■ **ACTIVITY**: Look through the records below for the line holding "#![allow(dead_code)]". Write it out exactly, with each following line through the line holding "Scores 92 against".

Collected data
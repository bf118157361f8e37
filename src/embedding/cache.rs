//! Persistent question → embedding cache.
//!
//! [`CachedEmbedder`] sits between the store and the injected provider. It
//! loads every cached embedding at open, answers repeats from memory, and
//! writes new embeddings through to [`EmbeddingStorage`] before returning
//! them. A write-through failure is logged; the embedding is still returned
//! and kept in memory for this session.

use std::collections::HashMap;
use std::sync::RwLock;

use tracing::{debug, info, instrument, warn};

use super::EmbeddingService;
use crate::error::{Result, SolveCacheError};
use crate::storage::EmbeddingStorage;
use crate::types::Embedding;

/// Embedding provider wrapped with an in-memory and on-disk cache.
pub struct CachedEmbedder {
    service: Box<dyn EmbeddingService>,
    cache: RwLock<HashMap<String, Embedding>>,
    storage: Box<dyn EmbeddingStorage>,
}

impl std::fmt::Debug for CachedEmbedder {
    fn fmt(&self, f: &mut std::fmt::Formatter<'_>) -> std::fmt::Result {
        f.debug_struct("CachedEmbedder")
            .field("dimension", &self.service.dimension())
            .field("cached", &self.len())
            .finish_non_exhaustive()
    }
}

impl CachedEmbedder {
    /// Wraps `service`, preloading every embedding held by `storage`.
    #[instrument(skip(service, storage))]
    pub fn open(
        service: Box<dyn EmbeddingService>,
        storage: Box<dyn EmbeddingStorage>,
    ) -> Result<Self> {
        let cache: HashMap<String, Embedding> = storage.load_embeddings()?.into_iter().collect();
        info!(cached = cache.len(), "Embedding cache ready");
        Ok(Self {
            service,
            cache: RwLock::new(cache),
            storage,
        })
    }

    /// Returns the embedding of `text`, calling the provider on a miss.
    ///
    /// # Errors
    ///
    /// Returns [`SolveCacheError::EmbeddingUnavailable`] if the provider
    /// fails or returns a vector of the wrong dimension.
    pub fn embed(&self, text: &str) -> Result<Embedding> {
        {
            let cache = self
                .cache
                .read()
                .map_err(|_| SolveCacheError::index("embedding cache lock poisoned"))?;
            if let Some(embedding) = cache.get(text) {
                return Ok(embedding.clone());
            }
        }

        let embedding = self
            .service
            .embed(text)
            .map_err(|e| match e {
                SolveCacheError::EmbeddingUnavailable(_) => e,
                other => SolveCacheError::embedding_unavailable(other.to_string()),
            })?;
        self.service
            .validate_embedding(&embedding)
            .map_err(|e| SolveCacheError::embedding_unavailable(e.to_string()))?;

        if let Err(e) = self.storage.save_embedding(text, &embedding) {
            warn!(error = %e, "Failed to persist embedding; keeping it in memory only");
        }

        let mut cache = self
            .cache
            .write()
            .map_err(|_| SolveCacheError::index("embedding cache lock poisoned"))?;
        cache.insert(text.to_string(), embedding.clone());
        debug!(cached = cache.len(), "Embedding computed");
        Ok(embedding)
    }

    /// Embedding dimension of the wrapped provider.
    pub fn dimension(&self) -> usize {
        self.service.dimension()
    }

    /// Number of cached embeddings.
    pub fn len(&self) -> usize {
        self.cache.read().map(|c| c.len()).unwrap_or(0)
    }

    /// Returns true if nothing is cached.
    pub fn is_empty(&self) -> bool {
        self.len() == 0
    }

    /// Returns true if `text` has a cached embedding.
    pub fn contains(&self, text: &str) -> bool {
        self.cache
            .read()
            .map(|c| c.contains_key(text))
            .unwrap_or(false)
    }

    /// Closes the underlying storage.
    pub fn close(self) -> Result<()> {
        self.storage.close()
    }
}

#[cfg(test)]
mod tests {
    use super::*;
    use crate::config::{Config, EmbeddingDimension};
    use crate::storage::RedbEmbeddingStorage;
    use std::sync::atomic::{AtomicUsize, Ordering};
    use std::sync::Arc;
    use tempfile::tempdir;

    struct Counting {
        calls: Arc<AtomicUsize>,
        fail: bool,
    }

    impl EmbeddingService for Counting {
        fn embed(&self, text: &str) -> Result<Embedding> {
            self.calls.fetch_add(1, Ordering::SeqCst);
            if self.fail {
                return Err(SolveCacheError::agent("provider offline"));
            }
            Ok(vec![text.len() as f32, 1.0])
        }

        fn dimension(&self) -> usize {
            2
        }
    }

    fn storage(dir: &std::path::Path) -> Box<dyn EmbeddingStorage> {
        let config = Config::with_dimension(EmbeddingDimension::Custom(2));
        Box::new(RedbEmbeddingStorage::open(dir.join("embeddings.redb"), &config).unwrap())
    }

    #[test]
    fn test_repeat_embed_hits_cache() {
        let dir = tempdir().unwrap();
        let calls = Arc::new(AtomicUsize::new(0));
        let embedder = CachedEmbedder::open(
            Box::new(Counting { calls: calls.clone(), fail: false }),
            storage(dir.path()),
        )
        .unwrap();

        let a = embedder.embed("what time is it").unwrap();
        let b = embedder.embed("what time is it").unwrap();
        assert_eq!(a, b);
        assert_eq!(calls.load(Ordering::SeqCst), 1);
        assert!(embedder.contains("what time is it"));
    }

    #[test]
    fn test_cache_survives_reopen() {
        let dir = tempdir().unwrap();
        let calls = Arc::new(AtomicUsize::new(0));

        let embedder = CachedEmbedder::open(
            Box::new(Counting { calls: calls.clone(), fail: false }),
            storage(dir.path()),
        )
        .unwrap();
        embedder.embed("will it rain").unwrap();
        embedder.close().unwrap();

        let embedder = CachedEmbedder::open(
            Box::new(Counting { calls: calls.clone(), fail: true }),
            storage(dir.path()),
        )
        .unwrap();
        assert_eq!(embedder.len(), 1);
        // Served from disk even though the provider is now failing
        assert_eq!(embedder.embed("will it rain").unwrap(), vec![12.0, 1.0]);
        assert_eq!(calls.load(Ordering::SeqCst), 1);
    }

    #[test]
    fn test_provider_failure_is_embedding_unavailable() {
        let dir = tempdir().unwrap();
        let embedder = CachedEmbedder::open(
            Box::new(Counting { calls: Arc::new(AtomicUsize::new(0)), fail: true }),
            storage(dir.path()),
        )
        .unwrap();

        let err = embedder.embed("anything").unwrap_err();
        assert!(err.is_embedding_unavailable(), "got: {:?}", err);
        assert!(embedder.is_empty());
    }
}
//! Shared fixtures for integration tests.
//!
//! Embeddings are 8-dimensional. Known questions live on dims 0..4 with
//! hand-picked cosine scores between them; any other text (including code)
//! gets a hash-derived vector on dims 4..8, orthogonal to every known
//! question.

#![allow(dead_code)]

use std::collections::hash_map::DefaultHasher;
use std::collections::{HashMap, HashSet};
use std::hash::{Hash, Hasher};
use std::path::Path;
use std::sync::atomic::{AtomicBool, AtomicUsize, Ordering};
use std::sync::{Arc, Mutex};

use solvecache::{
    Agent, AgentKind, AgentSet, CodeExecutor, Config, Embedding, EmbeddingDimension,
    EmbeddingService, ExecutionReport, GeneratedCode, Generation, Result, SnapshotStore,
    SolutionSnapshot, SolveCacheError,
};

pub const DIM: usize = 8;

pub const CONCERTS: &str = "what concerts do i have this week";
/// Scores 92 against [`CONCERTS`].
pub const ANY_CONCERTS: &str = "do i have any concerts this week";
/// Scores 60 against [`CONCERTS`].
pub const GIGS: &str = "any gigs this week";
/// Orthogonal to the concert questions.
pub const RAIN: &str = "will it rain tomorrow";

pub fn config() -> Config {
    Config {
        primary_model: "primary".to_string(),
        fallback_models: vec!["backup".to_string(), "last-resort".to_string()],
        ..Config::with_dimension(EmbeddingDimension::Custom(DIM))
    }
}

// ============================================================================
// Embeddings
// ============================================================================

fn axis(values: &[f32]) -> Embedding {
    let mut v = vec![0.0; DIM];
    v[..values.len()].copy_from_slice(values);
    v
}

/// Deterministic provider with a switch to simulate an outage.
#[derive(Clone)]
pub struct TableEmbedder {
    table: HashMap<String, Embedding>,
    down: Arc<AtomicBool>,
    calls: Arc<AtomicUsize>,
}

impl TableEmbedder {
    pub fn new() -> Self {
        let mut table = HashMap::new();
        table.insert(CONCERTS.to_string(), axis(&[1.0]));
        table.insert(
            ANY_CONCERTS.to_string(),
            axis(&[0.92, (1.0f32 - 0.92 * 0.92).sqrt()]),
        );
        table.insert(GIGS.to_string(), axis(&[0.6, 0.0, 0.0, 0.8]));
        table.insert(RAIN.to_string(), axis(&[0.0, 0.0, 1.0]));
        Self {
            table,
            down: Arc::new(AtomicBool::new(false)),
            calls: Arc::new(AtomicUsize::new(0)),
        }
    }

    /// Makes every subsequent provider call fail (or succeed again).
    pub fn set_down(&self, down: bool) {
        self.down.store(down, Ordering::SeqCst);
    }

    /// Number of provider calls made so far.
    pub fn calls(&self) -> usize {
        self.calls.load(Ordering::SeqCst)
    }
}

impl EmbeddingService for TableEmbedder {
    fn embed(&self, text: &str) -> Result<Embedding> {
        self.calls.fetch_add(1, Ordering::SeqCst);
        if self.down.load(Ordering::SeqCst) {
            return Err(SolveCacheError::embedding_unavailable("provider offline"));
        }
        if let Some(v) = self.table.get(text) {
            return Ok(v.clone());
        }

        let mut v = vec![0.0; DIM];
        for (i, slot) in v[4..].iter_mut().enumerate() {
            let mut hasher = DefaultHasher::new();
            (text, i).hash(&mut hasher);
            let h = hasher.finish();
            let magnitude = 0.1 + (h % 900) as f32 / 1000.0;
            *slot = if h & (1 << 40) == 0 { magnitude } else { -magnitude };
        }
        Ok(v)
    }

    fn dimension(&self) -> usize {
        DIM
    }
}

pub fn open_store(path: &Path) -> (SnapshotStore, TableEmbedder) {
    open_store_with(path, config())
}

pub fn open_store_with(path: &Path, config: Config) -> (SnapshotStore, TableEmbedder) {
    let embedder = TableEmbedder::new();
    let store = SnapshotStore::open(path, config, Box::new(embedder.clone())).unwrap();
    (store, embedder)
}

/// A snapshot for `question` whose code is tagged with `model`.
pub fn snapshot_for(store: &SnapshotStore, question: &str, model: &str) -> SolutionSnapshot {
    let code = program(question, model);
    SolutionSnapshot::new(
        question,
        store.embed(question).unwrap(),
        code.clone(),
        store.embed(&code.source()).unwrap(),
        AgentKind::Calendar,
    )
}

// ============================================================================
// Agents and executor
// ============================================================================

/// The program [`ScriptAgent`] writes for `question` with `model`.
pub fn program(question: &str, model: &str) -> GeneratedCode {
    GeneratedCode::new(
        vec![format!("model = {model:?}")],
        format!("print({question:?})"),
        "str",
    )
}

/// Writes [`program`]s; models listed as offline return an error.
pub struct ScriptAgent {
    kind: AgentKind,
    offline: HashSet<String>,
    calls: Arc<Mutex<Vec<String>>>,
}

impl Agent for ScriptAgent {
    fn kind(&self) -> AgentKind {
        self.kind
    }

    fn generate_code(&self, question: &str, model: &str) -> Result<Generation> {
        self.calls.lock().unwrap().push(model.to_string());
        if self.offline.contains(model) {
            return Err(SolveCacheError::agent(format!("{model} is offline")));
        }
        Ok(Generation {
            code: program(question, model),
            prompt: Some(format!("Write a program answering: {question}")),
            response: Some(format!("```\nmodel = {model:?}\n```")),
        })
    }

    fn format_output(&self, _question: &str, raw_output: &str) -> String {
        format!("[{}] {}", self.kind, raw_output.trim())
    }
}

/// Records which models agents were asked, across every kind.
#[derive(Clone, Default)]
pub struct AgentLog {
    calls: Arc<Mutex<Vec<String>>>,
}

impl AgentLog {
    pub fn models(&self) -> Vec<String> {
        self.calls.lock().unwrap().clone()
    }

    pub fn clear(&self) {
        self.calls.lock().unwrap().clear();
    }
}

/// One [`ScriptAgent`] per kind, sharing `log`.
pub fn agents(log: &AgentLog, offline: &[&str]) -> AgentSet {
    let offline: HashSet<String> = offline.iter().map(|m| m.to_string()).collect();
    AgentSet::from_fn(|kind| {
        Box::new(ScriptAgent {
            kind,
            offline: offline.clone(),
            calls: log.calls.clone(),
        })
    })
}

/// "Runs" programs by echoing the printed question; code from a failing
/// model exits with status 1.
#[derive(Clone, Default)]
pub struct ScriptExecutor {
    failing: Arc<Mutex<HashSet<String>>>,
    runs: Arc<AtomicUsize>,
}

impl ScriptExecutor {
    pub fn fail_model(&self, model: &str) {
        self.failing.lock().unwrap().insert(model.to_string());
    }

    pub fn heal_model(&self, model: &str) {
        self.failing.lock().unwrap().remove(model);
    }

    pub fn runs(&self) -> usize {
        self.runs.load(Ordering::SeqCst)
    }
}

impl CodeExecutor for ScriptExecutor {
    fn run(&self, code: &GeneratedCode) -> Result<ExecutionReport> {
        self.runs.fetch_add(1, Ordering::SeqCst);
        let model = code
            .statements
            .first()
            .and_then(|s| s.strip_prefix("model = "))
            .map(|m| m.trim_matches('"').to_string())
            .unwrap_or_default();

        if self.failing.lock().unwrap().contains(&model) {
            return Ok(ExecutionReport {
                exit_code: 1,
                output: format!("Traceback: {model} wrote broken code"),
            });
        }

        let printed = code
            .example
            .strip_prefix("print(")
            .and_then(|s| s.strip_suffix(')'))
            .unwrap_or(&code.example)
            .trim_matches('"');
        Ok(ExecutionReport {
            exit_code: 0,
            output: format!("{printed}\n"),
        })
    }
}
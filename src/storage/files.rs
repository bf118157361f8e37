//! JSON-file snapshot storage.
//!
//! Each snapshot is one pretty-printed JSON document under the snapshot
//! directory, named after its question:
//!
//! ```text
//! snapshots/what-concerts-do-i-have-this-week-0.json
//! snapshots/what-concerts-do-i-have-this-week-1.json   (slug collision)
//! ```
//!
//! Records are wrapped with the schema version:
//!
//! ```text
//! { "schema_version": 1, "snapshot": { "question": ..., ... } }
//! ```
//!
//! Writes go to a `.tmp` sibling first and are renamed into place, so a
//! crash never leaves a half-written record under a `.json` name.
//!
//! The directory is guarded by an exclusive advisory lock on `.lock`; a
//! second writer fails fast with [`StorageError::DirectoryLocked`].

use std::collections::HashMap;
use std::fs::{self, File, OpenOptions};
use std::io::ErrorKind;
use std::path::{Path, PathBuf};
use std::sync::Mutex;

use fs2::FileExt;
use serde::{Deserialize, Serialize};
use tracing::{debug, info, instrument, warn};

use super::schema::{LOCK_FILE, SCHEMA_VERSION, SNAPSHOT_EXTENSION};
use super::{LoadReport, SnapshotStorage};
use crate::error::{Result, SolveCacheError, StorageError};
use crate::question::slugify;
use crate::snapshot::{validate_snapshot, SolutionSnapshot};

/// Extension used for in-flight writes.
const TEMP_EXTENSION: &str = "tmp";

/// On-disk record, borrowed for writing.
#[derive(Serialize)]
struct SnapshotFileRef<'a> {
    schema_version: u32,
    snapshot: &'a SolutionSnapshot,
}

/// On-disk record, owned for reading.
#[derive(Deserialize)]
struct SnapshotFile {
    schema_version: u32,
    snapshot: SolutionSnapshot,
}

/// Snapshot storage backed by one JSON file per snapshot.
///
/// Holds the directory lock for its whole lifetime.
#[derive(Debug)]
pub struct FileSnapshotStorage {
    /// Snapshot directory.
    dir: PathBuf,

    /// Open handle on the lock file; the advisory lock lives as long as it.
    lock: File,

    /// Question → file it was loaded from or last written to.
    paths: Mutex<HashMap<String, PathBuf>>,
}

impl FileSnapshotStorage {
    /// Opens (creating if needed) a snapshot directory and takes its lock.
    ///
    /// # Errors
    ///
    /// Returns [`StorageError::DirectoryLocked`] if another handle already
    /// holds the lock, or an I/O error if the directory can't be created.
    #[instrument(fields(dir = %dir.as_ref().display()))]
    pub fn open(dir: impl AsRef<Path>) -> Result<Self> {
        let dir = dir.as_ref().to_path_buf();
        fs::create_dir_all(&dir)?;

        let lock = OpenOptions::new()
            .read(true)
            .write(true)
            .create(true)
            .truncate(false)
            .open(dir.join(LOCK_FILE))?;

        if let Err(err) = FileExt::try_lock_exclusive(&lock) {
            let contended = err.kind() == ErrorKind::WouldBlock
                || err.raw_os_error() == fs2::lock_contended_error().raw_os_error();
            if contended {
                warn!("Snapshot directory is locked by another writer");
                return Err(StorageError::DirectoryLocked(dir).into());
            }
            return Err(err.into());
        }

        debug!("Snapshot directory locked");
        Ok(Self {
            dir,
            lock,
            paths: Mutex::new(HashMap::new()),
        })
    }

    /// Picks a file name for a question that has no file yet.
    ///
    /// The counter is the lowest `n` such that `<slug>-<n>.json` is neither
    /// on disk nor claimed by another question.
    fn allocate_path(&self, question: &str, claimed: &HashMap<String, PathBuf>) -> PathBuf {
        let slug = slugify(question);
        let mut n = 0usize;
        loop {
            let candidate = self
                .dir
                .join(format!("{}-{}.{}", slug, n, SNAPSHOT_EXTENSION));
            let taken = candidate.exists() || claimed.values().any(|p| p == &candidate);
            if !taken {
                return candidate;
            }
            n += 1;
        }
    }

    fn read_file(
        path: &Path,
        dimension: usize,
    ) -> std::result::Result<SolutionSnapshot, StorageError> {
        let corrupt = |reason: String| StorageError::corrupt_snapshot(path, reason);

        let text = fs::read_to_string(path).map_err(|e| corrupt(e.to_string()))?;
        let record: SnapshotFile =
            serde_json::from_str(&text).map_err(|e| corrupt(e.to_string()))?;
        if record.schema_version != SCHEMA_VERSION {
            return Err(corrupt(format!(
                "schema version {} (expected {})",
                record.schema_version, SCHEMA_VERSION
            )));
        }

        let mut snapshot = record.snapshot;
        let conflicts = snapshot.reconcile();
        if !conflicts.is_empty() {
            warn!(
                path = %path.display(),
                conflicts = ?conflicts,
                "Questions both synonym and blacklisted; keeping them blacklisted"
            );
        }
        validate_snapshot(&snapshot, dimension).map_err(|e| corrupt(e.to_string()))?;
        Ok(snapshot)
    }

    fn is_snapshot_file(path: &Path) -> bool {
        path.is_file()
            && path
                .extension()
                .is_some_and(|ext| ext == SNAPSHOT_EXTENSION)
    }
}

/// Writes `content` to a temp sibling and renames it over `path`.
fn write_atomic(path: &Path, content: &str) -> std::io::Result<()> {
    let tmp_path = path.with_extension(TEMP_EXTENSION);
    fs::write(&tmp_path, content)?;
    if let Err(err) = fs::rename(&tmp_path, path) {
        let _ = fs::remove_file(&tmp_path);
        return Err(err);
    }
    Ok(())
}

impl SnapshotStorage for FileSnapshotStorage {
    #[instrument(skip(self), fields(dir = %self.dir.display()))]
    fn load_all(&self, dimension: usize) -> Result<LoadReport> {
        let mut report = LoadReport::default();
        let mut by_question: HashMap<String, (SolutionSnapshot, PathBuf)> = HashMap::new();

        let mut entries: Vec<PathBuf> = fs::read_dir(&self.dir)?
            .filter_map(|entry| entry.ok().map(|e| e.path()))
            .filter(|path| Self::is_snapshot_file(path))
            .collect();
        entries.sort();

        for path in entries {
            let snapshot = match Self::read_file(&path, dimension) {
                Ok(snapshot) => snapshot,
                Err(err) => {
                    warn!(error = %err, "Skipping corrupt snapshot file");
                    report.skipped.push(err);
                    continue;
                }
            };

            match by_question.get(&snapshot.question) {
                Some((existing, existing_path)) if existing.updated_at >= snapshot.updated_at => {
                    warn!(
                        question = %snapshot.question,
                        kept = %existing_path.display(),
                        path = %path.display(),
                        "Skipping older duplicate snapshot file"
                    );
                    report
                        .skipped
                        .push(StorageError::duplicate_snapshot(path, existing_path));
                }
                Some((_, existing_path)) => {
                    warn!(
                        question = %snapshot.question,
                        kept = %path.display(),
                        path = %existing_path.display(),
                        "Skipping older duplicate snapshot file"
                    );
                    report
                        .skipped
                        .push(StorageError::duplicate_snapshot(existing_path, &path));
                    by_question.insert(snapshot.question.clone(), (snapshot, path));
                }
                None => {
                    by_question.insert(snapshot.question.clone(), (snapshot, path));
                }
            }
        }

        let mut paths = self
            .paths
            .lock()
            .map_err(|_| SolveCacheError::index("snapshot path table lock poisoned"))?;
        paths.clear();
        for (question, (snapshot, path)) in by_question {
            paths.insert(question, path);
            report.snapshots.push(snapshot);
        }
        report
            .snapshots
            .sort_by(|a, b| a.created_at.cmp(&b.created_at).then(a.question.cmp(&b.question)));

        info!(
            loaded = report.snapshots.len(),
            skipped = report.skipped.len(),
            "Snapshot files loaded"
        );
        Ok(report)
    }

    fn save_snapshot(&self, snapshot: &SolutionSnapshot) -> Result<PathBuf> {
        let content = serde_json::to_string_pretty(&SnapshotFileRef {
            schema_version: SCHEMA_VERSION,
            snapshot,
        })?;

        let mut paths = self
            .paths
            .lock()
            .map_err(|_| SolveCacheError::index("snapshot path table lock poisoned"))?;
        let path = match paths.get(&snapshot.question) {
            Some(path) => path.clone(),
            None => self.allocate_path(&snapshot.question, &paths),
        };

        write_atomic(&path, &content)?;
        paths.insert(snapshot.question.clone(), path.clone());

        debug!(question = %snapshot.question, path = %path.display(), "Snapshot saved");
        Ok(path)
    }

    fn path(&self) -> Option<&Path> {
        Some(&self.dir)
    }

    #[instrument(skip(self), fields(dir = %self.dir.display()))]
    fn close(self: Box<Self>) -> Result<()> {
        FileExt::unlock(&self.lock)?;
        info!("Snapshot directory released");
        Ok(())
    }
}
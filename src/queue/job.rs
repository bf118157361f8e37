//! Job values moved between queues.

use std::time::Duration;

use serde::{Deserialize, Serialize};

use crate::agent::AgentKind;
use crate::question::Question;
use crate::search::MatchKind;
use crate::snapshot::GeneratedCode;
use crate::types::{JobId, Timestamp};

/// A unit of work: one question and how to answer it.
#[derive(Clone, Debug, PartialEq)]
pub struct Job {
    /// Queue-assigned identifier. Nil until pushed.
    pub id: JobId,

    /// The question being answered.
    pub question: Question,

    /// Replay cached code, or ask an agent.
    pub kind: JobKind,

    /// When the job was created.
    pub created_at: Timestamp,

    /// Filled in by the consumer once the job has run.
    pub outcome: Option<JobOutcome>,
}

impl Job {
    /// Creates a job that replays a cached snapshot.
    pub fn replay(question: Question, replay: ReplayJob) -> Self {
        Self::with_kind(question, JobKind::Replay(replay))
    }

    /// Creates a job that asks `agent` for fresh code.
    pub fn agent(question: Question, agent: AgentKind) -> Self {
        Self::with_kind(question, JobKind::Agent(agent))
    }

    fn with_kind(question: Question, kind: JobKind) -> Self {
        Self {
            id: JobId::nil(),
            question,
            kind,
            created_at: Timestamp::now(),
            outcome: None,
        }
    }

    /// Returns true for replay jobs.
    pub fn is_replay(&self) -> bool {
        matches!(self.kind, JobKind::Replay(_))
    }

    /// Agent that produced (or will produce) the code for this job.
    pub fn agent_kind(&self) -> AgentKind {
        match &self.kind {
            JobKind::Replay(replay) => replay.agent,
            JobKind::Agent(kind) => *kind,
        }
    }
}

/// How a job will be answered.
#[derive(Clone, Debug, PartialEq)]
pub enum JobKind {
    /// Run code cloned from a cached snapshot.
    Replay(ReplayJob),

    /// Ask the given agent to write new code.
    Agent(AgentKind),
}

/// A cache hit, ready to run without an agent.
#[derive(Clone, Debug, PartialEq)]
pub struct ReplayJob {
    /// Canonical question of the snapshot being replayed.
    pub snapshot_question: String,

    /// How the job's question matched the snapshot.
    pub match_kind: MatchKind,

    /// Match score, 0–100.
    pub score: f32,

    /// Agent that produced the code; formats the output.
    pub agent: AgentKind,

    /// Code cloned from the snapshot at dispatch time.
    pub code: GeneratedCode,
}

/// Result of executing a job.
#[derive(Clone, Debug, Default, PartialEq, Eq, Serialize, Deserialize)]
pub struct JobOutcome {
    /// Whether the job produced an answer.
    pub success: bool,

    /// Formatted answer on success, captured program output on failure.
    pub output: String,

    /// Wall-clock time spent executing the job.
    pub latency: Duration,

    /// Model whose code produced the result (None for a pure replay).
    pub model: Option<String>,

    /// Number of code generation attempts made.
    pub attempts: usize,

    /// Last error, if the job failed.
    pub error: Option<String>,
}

■ **EXERCISE OUTPUT**:
#![allow(dead_code)]

use std::collections::hash_map::DefaultHasher;
use std::collections::{HashMap, HashSet};
use std::hash::{Hash, Hasher};
use std::path::Path;
use std::sync::atomic::{AtomicBool, AtomicUsize, Ordering};
use std::sync::{Arc, Mutex};

use solvecache::{
    Agent, AgentKind, AgentSet, CodeExecutor, Config, Embedding, EmbeddingDimension,
    EmbeddingService, ExecutionReport, GeneratedCode, Generation, Result, SnapshotStore,
    SolutionSnapshot, SolveCacheError,
};

pub const DIM: usize = 8;

pub const CONCERTS: &str = "what concerts do i have this week";
/// Scores 92 against [`CONCERTS`].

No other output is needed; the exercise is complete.